* [TASK TO CARRY OUT]
The word "repeatable" occurs in some of the lines below; copy each of those lines.

+++ PROVIDED RECORDS +++

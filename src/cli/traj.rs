//! # traj 子命令 CLI 定义
//!
//! 绘制轨迹量的堆叠面板图
//!
//! ## 依赖关系
//! - 被 `cli/mod.rs` 使用
//! - 参数传递给 `commands/traj.rs`

use clap::Args;
use std::path::PathBuf;

/// traj 子命令参数
#[derive(Args, Debug)]
pub struct TrajArgs {
    /// CSV file with one column per quantity and a header row
    pub input: PathBuf,

    /// Output image (.png or .svg); the data archive is written next to it
    #[arg(short, long, default_value = "trajectory.png")]
    pub output: PathBuf,

    /// Trigger marker as `name=x,y`; either coordinate may be left empty (repeatable)
    #[arg(long = "trigger")]
    pub triggers: Vec<String>,

    /// Quantities drawn with a logarithmic y axis (repeatable)
    #[arg(long = "log-y", default_values_t = vec!["criterion".to_string()])]
    pub log_y: Vec<String>,
}
//! # 二聚体能量曲线
//!
//! 对给定元素的每个无序元素对 (Z0 <= Z1)，在非周期双原子构型上扫描
//! 间距 r 并绘制 E(r)。偏置计算器使用未偏置能量。
//!
//! 当自然纵轴范围宽于允许的能量范围时，纵轴被截到
//! `(max(lo, Emin), min(hi, Emax))`。
//!
//! ## 依赖关系
//! - 被 `commands/dimers.rs` 调用
//! - 使用 `calculator/` 的 `Calculator` 接口
//! - 使用 `models/elements.rs` 枚举元素对
//! - 使用 `plotters` 渲染图表

use crate::calculator::Calculator;
use crate::error::{AceError, Result};
use crate::models::elements::element_pairs;
use crate::models::{Cell, Configuration};
use crate::plot::{is_svg, plot_error};

use nalgebra::Vector3;
use plotters::coord::Shift;
use plotters::prelude::*;
use std::path::Path;

/// 每条曲线的采样点数
pub const N_SAMPLES: usize = 100;

/// 默认能量范围 (eV)
pub const DEFAULT_E_RANGE: (f64, f64) = (-5.0, 5.0);

/// 默认间距范围 (Å)
pub const DEFAULT_R_RANGE: (f64, f64) = (0.5, 10.0);

/// 单个元素对的 E(r) 曲线
#[derive(Debug, Clone, PartialEq)]
pub struct DimerCurve {
    pub pair: (String, String),
    pub r: Vec<f64>,
    pub energy: Vec<f64>,
}

impl DimerCurve {
    /// 图例标签，如 "Al-Si"
    pub fn label(&self) -> String {
        format!("{}-{}", self.pair.0, self.pair.1)
    }
}

/// 所有曲线及最终坐标范围
#[derive(Debug, Clone, PartialEq)]
pub struct DimerCurves {
    pub curves: Vec<DimerCurve>,
    pub x_limits: (f64, f64),
    pub y_limits: (f64, f64),
}

/// 截断纵轴范围
///
/// 仅当 `natural` 宽于 `max_e_range` 时截断，截断后宽度恰为 `max_e_range` 的宽度。
/// 保留已落在范围内的那个自然边界，另一边界由宽度决定；两者都不在范围内时取 `max_e_range`。
pub fn clamp_y_range(natural: (f64, f64), max_e_range: (f64, f64)) -> (f64, f64) {
    let (lo, hi) = natural;
    let (e_min, e_max) = max_e_range;
    let span = e_max - e_min;
    if hi - lo <= span {
        return natural;
    }

    let inside = |e: f64| e >= e_min && e <= e_max;
    if inside(lo) {
        (lo, lo + span)
    } else if inside(hi) {
        (hi - span, hi)
    } else {
        max_e_range
    }
}

/// 在 [start, end] 上等距取 n 个点（含端点）
fn linspace(start: f64, end: f64, n: usize) -> Vec<f64> {
    match n {
        0 => Vec::new(),
        1 => vec![start],
        _ => {
            let step = (end - start) / (n - 1) as f64;
            (0..n).map(|i| start + step * i as f64).collect()
        }
    }
}

/// 计算所有元素对的曲线（不渲染）
pub fn dimer_curves(
    calc: &dyn Calculator,
    elements: &[String],
    max_e_range: (f64, f64),
    r_range: (f64, f64),
) -> Result<DimerCurves> {
    if elements.is_empty() {
        return Err(AceError::InvalidArgument(
            "at least one element is required".to_string(),
        ));
    }

    let pairs = element_pairs(elements)?;
    let box_edge = 2.0 * r_range.0.max(r_range.1);
    let rs = linspace(r_range.0, r_range.1, N_SAMPLES);

    let mut curves = Vec::with_capacity(pairs.len());
    for (a, b) in pairs {
        let mut energy = Vec::with_capacity(rs.len());
        for (index, &r) in rs.iter().enumerate() {
            let dimer = Configuration::new(
                vec![a.to_string(), b.to_string()],
                vec![Vector3::zeros(), Vector3::new(r, 0.0, 0.0)],
                Cell::cubic(box_edge),
                [false; 3],
            )?;
            let results = calc.calculate(&dimer)?;
            let e = if calc.is_biased() {
                results
                    .unbiased_energy
                    .ok_or_else(|| AceError::MissingProperty {
                        index,
                        key: "unbiased_energy".to_string(),
                    })?
            } else {
                results.energy
            };
            energy.push(e);
        }
        log::debug!("{}-{}: {} points", a, b, energy.len());

        curves.push(DimerCurve {
            pair: (a.to_string(), b.to_string()),
            r: rs.clone(),
            energy,
        });
    }

    let natural = natural_limits(curves.iter().flat_map(|c| c.energy.iter().copied()));
    let y_limits = clamp_y_range(natural, max_e_range);

    Ok(DimerCurves {
        curves,
        x_limits: r_range,
        y_limits,
    })
}

/// 计算并绘制二聚体曲线
pub fn plot_dimers(
    calc: &dyn Calculator,
    elements: &[String],
    plot_file: &Path,
    max_e_range: (f64, f64),
    r_range: (f64, f64),
) -> Result<DimerCurves> {
    let curves = dimer_curves(calc, elements, max_e_range, r_range)?;

    let size = (800, 600);
    if is_svg(plot_file) {
        let root = SVGBackend::new(plot_file, size).into_drawing_area();
        draw_chart(&root, &curves)?;
        root.present().map_err(plot_error)?;
    } else {
        let root = BitMapBackend::new(plot_file, size).into_drawing_area();
        draw_chart(&root, &curves)?;
        root.present().map_err(plot_error)?;
    }

    Ok(curves)
}

fn draw_chart<DB: DrawingBackend>(root: &DrawingArea<DB, Shift>, curves: &DimerCurves) -> Result<()>
where
    DB::ErrorType: 'static,
{
    root.fill(&WHITE).map_err(plot_error)?;

    let (x0, x1) = curves.x_limits;
    let (y0, y1) = curves.y_limits;

    let mut chart = ChartBuilder::on(root)
        .margin(20)
        .x_label_area_size(45)
        .y_label_area_size(60)
        .build_cartesian_2d(x0..x1, y0..y1)
        .map_err(plot_error)?;

    chart
        .configure_mesh()
        .x_desc("r (Å)")
        .y_desc("E (eV)")
        .draw()
        .map_err(plot_error)?;

    for (i, curve) in curves.curves.iter().enumerate() {
        let color = Palette99::pick(i).to_rgba();

        // 图例条目单独登记，曲线本身可能被截成多段
        chart
            .draw_series(LineSeries::new(Vec::<(f64, f64)>::new(), color.stroke_width(2)))
            .map_err(plot_error)?
            .label(curve.label())
            .legend(move |(x, y)| PathElement::new(vec![(x, y), (x + 20, y)], color.stroke_width(2)));

        for run in visible_runs(curve, (y0, y1)) {
            chart
                .draw_series(LineSeries::new(run, color.stroke_width(2)))
                .map_err(plot_error)?;
        }
    }

    chart
        .configure_series_labels()
        .background_style(WHITE.mix(0.8))
        .border_style(BLACK)
        .position(SeriesLabelPosition::UpperRight)
        .draw()
        .map_err(plot_error)?;

    Ok(())
}

/// 曲线落在纵轴范围内的连续片段
fn visible_runs(curve: &DimerCurve, y_limits: (f64, f64)) -> Vec<Vec<(f64, f64)>> {
    let mut runs = Vec::new();
    let mut current = Vec::new();
    for (&r, &e) in curve.r.iter().zip(&curve.energy) {
        if e.is_finite() && e >= y_limits.0 && e <= y_limits.1 {
            current.push((r, e));
        } else if !current.is_empty() {
            runs.push(std::mem::take(&mut current));
        }
    }
    if !current.is_empty() {
        runs.push(current);
    }
    runs
}

/// 数据的自然纵轴范围，两端留 5% 边距
fn natural_limits(values: impl Iterator<Item = f64>) -> (f64, f64) {
    let extent = values.filter(|v| v.is_finite()).fold(None, |acc, v| match acc {
        None => Some((v, v)),
        Some((lo, hi)) => Some((f64::min(lo, v), f64::max(hi, v))),
    });

    match extent {
        None => (-1.0, 1.0),
        Some((lo, hi)) if lo == hi => {
            let pad = if lo == 0.0 { 0.5 } else { 0.05 * lo.abs() };
            (lo - pad, hi + pad)
        }
        Some((lo, hi)) => {
            let pad = 0.05 * (hi - lo);
            (lo - pad, hi + pad)
        }
    }
}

+++

* [SOLUTION TO THE PROBLEM]
    /// Trigger marker as `name=x,y`; either coordinate may be left empty (repeatable)
    /// Quantities drawn with a logarithmic y axis (repeatable)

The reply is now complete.